There is a famous, precautionary canard about surrendering oneself to the tender mercies of lawyers. I am using it here as an illustration- no offense intended to any lawyers who happen by! As two people lay hold to either end of a cow, contending she is theirs, and pull in opposing directions- the lawyer milks the cow, and leaves the on-going struggle with a full bucket.
Of course, this tale gained its widespread popularity before the debate about whether it’s good or bad to have a bucket full of milk in the first place; whether it would be better or worse to discard the cream on top; exactly how much the cow’s flatulence is contributing to green house gas emissions and climate change; and whether or not decent people should be looking on and tolerating this kind of ungulate abuse. All topics for another time.
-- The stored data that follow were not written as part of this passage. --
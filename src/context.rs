//! Memory the AI gets to see: briefings of earlier diaries and recent chat

use chrono::{Local, NaiveDate, TimeZone};

use crate::chat::{ChatMessage, Sender};
use crate::diary::DiaryEntry;

pub const BRIEFING_LIMIT: usize = 7;
pub const PREVIOUS_DAY_LIMIT: usize = 20;
pub const GENERATION_DIARY_LIMIT: usize = 3;

/// What the chat reply prompt is built from
#[derive(Debug, Clone, PartialEq)]
pub struct ChatContext {
    pub briefings: String,
    pub history: Vec<ChatMessage>,  // previous day's tail, then the current log
}

pub fn gather_chat_context(
    date: NaiveDate,
    diaries: &[DiaryEntry],
    previous_day: Vec<ChatMessage>,
    history: &[ChatMessage],
) -> ChatContext {
    let start = previous_day.len().saturating_sub(PREVIOUS_DAY_LIMIT);
    let mut combined: Vec<ChatMessage> = previous_day.into_iter().skip(start).collect();
    combined.extend_from_slice(history);

    ChatContext {
        briefings: recent_briefings(diaries, date),
        history: combined,
    }
}

/// Diaries dated strictly before `date`, newest first
pub fn diaries_before(diaries: &[DiaryEntry], date: NaiveDate, limit: usize) -> Vec<&DiaryEntry> {
    let mut earlier: Vec<&DiaryEntry> = diaries.iter().filter(|d| d.date < date).collect();
    earlier.sort_by(|a, b| b.date.cmp(&a.date));
    earlier.truncate(limit);
    earlier
}

/// Briefing block for the chat and polish prompts; empty when there is no history
pub fn recent_briefings(diaries: &[DiaryEntry], date: NaiveDate) -> String {
    render_briefings(diaries_before(diaries, date, BRIEFING_LIMIT))
}

/// The most recent diaries overall, minus the one being commented on
pub fn retrospective_briefings(diaries: &[DiaryEntry], exclude_id: &str) -> String {
    let mut others: Vec<&DiaryEntry> = diaries.iter().filter(|d| d.id != exclude_id).collect();
    others.sort_by(|a, b| b.date.cmp(&a.date));
    others.truncate(BRIEFING_LIMIT);
    render_briefings(others)
}

fn render_briefings(entries: Vec<&DiaryEntry>) -> String {
    entries.into_iter().map(briefing_block).collect::<Vec<_>>().join("\n\n")
}

pub fn briefing_block(entry: &DiaryEntry) -> String {
    match &entry.ai_briefing {
        Some(briefing) => {
            let mut block = format!(
                "### [{}] Briefing\n- Events: {}\n- Atmosphere/Emotion: {}",
                entry.date, briefing.events, briefing.atmosphere_or_emotion
            );
            if let Some(topics) = briefing.unfinished_topics.as_deref().filter(|t| !t.trim().is_empty()) {
                block.push_str(&format!("\n- Unfinished Topics: {}", topics));
            }
            block
        }
        None => {
            let gist = if entry.summary.is_empty() {
                truncate_chars(&entry.content, 50)
            } else {
                entry.summary.clone()
            };
            format!("- [{}] {}: {}...", entry.date, entry.title, gist)
        }
    }
}

/// Up to three prior diaries for the diary generation prompt
pub fn generation_diaries(diaries: &[DiaryEntry], date: NaiveDate) -> String {
    diaries_before(diaries, date, GENERATION_DIARY_LIMIT)
        .into_iter()
        .map(|d| {
            let summary = if d.summary.is_empty() {
                format!("{}...", truncate_chars(&d.content, 100))
            } else {
                d.summary.clone()
            };
            format!("- Date: {}\n- Summary: {}", d.date, summary)
        })
        .collect::<Vec<_>>()
        .join("\n\n")
}

// ============ Transcripts ============

/// `[09:41 PM] user: text`, times from the message ids
pub fn timestamped_transcript(messages: &[ChatMessage]) -> String {
    messages
        .iter()
        .map(|m| {
            let time = Local
                .timestamp_millis_opt(m.id)
                .single()
                .map(|t| t.format("%I:%M %p").to_string())
                .unwrap_or_default();
            format!("[{}] {}: {}", time, m.sender.as_str(), m.text)
        })
        .collect::<Vec<_>>()
        .join("\n")
}

/// `User: ...` / `AI: ...`
pub fn speaker_transcript(messages: &[ChatMessage]) -> String {
    messages
        .iter()
        .map(|m| {
            let speaker = match m.sender {
                Sender::User => "User",
                Sender::Ai => "AI",
            };
            format!("{}: {}", speaker, m.text)
        })
        .collect::<Vec<_>>()
        .join("\n")
}

/// `user: ...` / `ai: ...`
pub fn raw_transcript(messages: &[ChatMessage]) -> String {
    messages
        .iter()
        .map(|m| format!("{}: {}", m.sender.as_str(), m.text))
        .collect::<Vec<_>>()
        .join("\n")
}

/// Messages sent before `cutoff` (all of them without one)
pub fn messages_before(messages: &[ChatMessage], cutoff: Option<i64>) -> Vec<ChatMessage> {
    match cutoff {
        Some(cutoff) => messages.iter().filter(|m| m.id < cutoff).cloned().collect(),
        None => messages.to_vec(),
    }
}

pub fn truncate_chars(text: &str, max: usize) -> String {
    text.chars().take(max).collect()
}

#[cfg(test)]
mod tests {
    use super::*;
    use crate::diary::AiBriefing;

    fn day(s: &str) -> NaiveDate {
        s.parse().unwrap()
    }

    fn entry(date: &str, title: &str, summary: &str) -> DiaryEntry {
        let mut e = DiaryEntry::new(day(date), title, "<p>Long walk by the river after work, then noodles.</p>");
        e.summary = summary.to_string();
        e
    }

    #[test]
    fn test_briefings_are_strictly_before_and_newest_first() {
        let mut briefed = entry("2024-05-02", "Rain", "");
        briefed.ai_briefing = Some(AiBriefing {
            events: "Got soaked".into(),
            atmosphere_or_emotion: "grumpy".into(),
            unfinished_topics: Some("buy umbrella".into()),
        });
        let diaries = vec![
            entry("2024-05-01", "Walk", "Nice walk"),
            briefed,
            entry("2024-05-03", "Today", "same day"),
        ];

        let text = recent_briefings(&diaries, day("2024-05-03"));
        assert_eq!(
            text,
            "### [2024-05-02] Briefing\n- Events: Got soaked\n- Atmosphere/Emotion: grumpy\n- Unfinished Topics: buy umbrella\n\n- [2024-05-01] Walk: Nice walk..."
        );
    }

    #[test]
    fn test_briefing_limit_and_content_fallback() {
        let diaries: Vec<DiaryEntry> = (1..=9).map(|d| entry(&format!("2024-05-0{}", d), "t", "")).collect();
        let chosen = diaries_before(&diaries, day("2024-06-01"), BRIEFING_LIMIT);
        assert_eq!(chosen.len(), 7);
        assert_eq!(chosen[0].date, day("2024-05-09"));

        let block = briefing_block(&diaries[0]);
        assert_eq!(block, "- [2024-05-01] t: <p>Long walk by the river after work, then noodles...");
    }

    #[test]
    fn test_previous_day_tail_is_prepended() {
        let previous: Vec<ChatMessage> = (0..25).map(|i| ChatMessage::new(i, Sender::User, format!("old {}", i))).collect();
        let today = vec![ChatMessage::new(100, Sender::User, "new")];
        let ctx = gather_chat_context(day("2024-05-03"), &[], previous, &today);

        assert_eq!(ctx.history.len(), 21);
        assert_eq!(ctx.history[0].text, "old 5");
        assert_eq!(ctx.history[20].text, "new");
        assert!(ctx.briefings.is_empty());
    }

    #[test]
    fn test_generation_diaries_format() {
        let diaries = vec![entry("2024-05-01", "Walk", ""), entry("2024-05-02", "Rain", "Wet day")];
        assert_eq!(
            generation_diaries(&diaries, day("2024-05-10")),
            "- Date: 2024-05-02\n- Summary: Wet day\n\n- Date: 2024-05-01\n- Summary: <p>Long walk by the river after work, then noodles.</p>..."
        );
    }

    #[test]
    fn test_retrospective_excludes_current() {
        let diaries = vec![entry("2024-05-01", "A", "a"), entry("2024-05-02", "B", "b")];
        let text = retrospective_briefings(&diaries, &diaries[1].id);
        assert_eq!(text, "- [2024-05-01] A: a...");
    }

    #[test]
    fn test_transcripts_and_cutoff() {
        let msgs = vec![ChatMessage::new(10, Sender::User, "hi"), ChatMessage::new(20, Sender::Ai, "hello")];
        assert_eq!(speaker_transcript(&msgs), "User: hi\nAI: hello");
        assert_eq!(raw_transcript(&messages_before(&msgs, Some(15))), "user: hi");
        assert_eq!(messages_before(&msgs, None).len(), 2);
    }
}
For now, the cow can be dietary guidelines. In fact, the placement of cows, and milk for that matter, in dietary guidance is at the heart of current discord- and we are all well advised to wonder: who holds the bucket?
I muse on this and related topics often, of course, as it relates directly to all that I do professionally. The immediate provocation, however, was a note in my inbox this morning, that in turn goaded me to check out the commentaries on the British Medical Journalwebsite related to a piece they ran criticizing the work of the Dietary Guidelines Advisory Committee. My own comments are there, as they are here, and are now in turn at the receiving end of both criticism and support.
As I looked over other comments there, I noticed intimations of several themes on which we are all well advised to…ruminate.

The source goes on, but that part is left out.